● **DATASET EXTRACT**:
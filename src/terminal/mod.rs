//! Terminal Output Core
//!
//! Text-level building blocks used by every command process: the output
//! normalizer, line emission and hot/cool tracking.

pub mod heat;
pub mod lines;
pub mod output;

// Re-exports for convenience
pub use heat::{hot_period, is_compiling, HotTimer};
pub use lines::LineBuffer;
pub use output::{clean_first_chunk, remove_last_line_artifacts, OutputNormalizer};
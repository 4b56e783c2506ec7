//! Integration Tests for the Session Pool
//!
//! Session reuse, busy tracking, directory moves and disposal.

#[path = "../test_utils/mod.rs"]
mod test_utils;

use std::path::{Path, PathBuf};
use std::sync::Arc;
use tokio::sync::Notify;

use termpool::error::Error;
use termpool::models::{SessionId, SessionStatus};
use termpool::{SessionRegistry, TerminalHost, TerminalPool};
use test_utils::{collect_events, fast_config, mock_pool, MockChunk, MockHost};

/// The `cd` the pool runs to move a session into `dir`
fn cd_to(dir: &str) -> String {
    if cfg!(windows) {
        format!("cd \"{}\"", dir)
    } else {
        format!("cd '{}'", dir)
    }
}

async fn run_to_end(pool: &TerminalPool, id: SessionId, command: &str) {
    let mut handle = pool.run_command(id, command).await.unwrap();
    collect_events(&mut handle).await;
    handle.wait().await.unwrap();
}

#[tokio::test]
async fn test_acquire_creates_session_in_cwd() {
    let host = Arc::new(MockHost::new());
    let pool = mock_pool(host, &fast_config());

    let session = pool.acquire_session(Path::new("/work/app")).await;
    assert_eq!(session.working_directory, PathBuf::from("/work/app"));
    assert_eq!(session.status, SessionStatus::Idle);

    let idle = pool.list_sessions(false).await;
    assert_eq!(idle.len(), 1);
    assert_eq!(idle[0].id, session.id);
    assert!(idle[0].last_command.is_none());
    assert!(pool.list_sessions(true).await.is_empty());
}

#[tokio::test]
async fn test_idle_session_in_same_cwd_is_reused() {
    let host = Arc::new(MockHost::new());
    let pool = mock_pool(host, &fast_config());

    let first = pool.acquire_session(Path::new("/work")).await;
    run_to_end(&pool, first.id, "git status").await;

    let second = pool.acquire_session(Path::new("/work/./")).await;
    assert_eq!(second.id, first.id);
    assert_eq!(pool.registry().len().await, 1);
    assert_eq!(second.last_command.as_deref(), Some("git status"));
}

#[tokio::test]
async fn test_busy_session_refuses_second_command() {
    let gate = Arc::new(Notify::new());
    let host = Arc::new(MockHost::new());
    host.script("sleep 5", vec![MockChunk::Gate(gate.clone())]);
    let pool = mock_pool(host, &fast_config());

    let session = pool.acquire_session(Path::new("/work")).await;
    let mut handle = pool.run_command(session.id, "sleep 5").await.unwrap();

    let err = pool.run_command(session.id, "ls").await.unwrap_err();
    match err {
        Error::SessionBusy {
            session_id,
            last_command,
        } => {
            assert_eq!(session_id, session.id);
            assert_eq!(last_command, "sleep 5");
        }
        other => panic!("expected SessionBusy, got {:?}", other),
    }

    let busy = pool.list_sessions(true).await;
    assert_eq!(busy.len(), 1);
    assert_eq!(busy[0].last_command.as_deref(), Some("sleep 5"));

    // A busy session is never handed out again
    let other = pool.acquire_session(Path::new("/work")).await;
    assert_ne!(other.id, session.id);

    gate.notify_one();
    collect_events(&mut handle).await;
    assert!(handle.wait().await.is_ok());
    assert_eq!(pool.list_sessions(false).await.len(), 2);
}

#[tokio::test]
async fn test_idle_session_moved_to_new_cwd() {
    let host = Arc::new(MockHost::new());
    let pool = mock_pool(host.clone(), &fast_config());

    let first = pool.acquire_session(Path::new("/work/a")).await;
    run_to_end(&pool, first.id, "make").await;

    let moved = pool.acquire_session(Path::new("/work/b")).await;
    assert_eq!(moved.id, first.id);
    assert_eq!(moved.working_directory, PathBuf::from("/work/b"));
    assert!(moved.is_idle());
    assert_eq!(host.executed(), vec!["make".to_string(), cd_to("/work/b")]);

    let host_cwd = pool.registry().host_cwd(&moved);
    assert_eq!(host_cwd, Some(PathBuf::from("/work/b")));
}

#[tokio::test]
async fn test_failed_move_provisions_new_session() {
    let host = Arc::new(MockHost::new());
    host.script(
        &cd_to("/work/b"),
        vec![MockChunk::Fail("terminal closed".to_string())],
    );
    let pool = mock_pool(host.clone(), &fast_config());

    let first = pool.acquire_session(Path::new("/work/a")).await;
    run_to_end(&pool, first.id, "make").await;

    let acquired = pool.acquire_session(Path::new("/work/b")).await;
    assert_ne!(acquired.id, first.id);
    assert!(acquired.is_idle());
    assert_eq!(acquired.working_directory, PathBuf::from("/work/b"));

    let faulted = pool.session(first.id).await.unwrap();
    assert_eq!(faulted.status, SessionStatus::Faulted);

    // The acquired session takes commands
    run_to_end(&pool, acquired.id, "ls").await;
}

#[tokio::test]
async fn test_move_that_leaves_cwd_provisions_new_session() {
    let host = Arc::new(MockHost::new());
    host.ignore_cd();
    let pool = mock_pool(host.clone(), &fast_config());

    let first = pool.acquire_session(Path::new("/work/a")).await;
    let acquired = pool.acquire_session(Path::new("/work/b")).await;
    assert_ne!(acquired.id, first.id);
    assert_eq!(
        pool.registry().host_cwd(&acquired),
        Some(PathBuf::from("/work/b"))
    );
    assert_eq!(host.executed(), vec![cd_to("/work/b")]);

    let stayed = pool.session(first.id).await.unwrap();
    assert!(stayed.is_idle());
    assert_eq!(stayed.working_directory, PathBuf::from("/work/a"));
}

#[cfg(not(windows))]
#[tokio::test]
async fn test_move_quotes_directory_for_the_shell() {
    let host = Arc::new(MockHost::new());
    let pool = mock_pool(host.clone(), &fast_config());

    let first = pool.acquire_session(Path::new("/work/a")).await;
    let target = Path::new("/work/it's $HOME");
    let moved = pool.acquire_session(target).await;

    assert_eq!(moved.id, first.id);
    assert_eq!(host.executed(), vec![r"cd '/work/it'\''s $HOME'"]);
    assert_eq!(moved.working_directory, target);
    assert_eq!(pool.registry().host_cwd(&moved), Some(target.to_path_buf()));
}

#[tokio::test]
async fn test_sessions_shared_across_pools_on_one_registry() {
    let host = Arc::new(MockHost::new());
    let config = fast_config();
    let dyn_host: Arc<dyn TerminalHost> = host;
    let registry = Arc::new(SessionRegistry::new(dyn_host));
    let first_pool = TerminalPool::from_config(Arc::clone(&registry), &config);
    let second_pool = TerminalPool::from_config(Arc::clone(&registry), &config);

    let session = first_pool.acquire_session(Path::new("/work")).await;
    assert!(second_pool.list_sessions(false).await.is_empty());

    let adopted = second_pool.acquire_session(Path::new("/work")).await;
    assert_eq!(adopted.id, session.id);
    assert_eq!(second_pool.list_sessions(false).await.len(), 1);
    assert_eq!(registry.len().await, 1);
}

#[tokio::test]
async fn test_unknown_session_is_rejected() {
    let host = Arc::new(MockHost::new());
    let pool = mock_pool(host, &fast_config());

    let err = pool.run_command(SessionId::new(42), "ls").await.unwrap_err();
    assert!(matches!(err, Error::SessionNotFound { session_id } if session_id == SessionId::new(42)));
    assert_eq!(pool.unretrieved_output(SessionId::new(42)).await, "");
    assert!(!pool.is_hot(SessionId::new(42)).await);
}

#[tokio::test]
async fn test_dispose_all_forgets_members() {
    let host = Arc::new(MockHost::new());
    host.respond("ls", &["a.txt\r\n"]);
    let pool = mock_pool(host, &fast_config());

    let first = pool.acquire_session(Path::new("/work/a")).await;
    run_to_end(&pool, first.id, "ls").await;

    pool.dispose_all().await;
    assert!(pool.list_sessions(false).await.is_empty());
    assert!(pool.list_sessions(true).await.is_empty());
    assert_eq!(pool.unretrieved_output(first.id).await, "");

    // The registry still knows the sessions
    assert!(pool.registry().contains(first.id).await);
}

#[tokio::test]
async fn test_unretrieved_output_after_waiting_without_listening() {
    let host = Arc::new(MockHost::new());
    let gate = Arc::new(Notify::new());
    host.script(
        "tail -n 2 app.log",
        vec![
            MockChunk::Gate(gate.clone()),
            MockChunk::text("line one\r\nline two\r\n"),
        ],
    );
    let pool = mock_pool(host, &fast_config());

    let session = pool.acquire_session(Path::new("/work")).await;
    let handle = pool.run_command(session.id, "tail -n 2 app.log").await.unwrap();
    let (events, completion) = handle.into_parts();
    drop(events);

    gate.notify_one();
    completion.await.unwrap();

    assert_eq!(pool.unretrieved_output(session.id).await, "line one\nline two");
    assert_eq!(pool.unretrieved_output(session.id).await, "");
}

● **ABOUT THIS TASK**: Above are the records. Copy every line in them holding "sleep".

● **ANSWER BOX**:
    host.script("sleep 5", vec![MockChunk::Gate(gate.clone())]);
    let mut handle = pool.run_command(session.id, "sleep 5").await.unwrap();
            assert_eq!(last_command, "sleep 5");
    assert_eq!(busy[0].last_command.as_deref(), Some("sleep 5"));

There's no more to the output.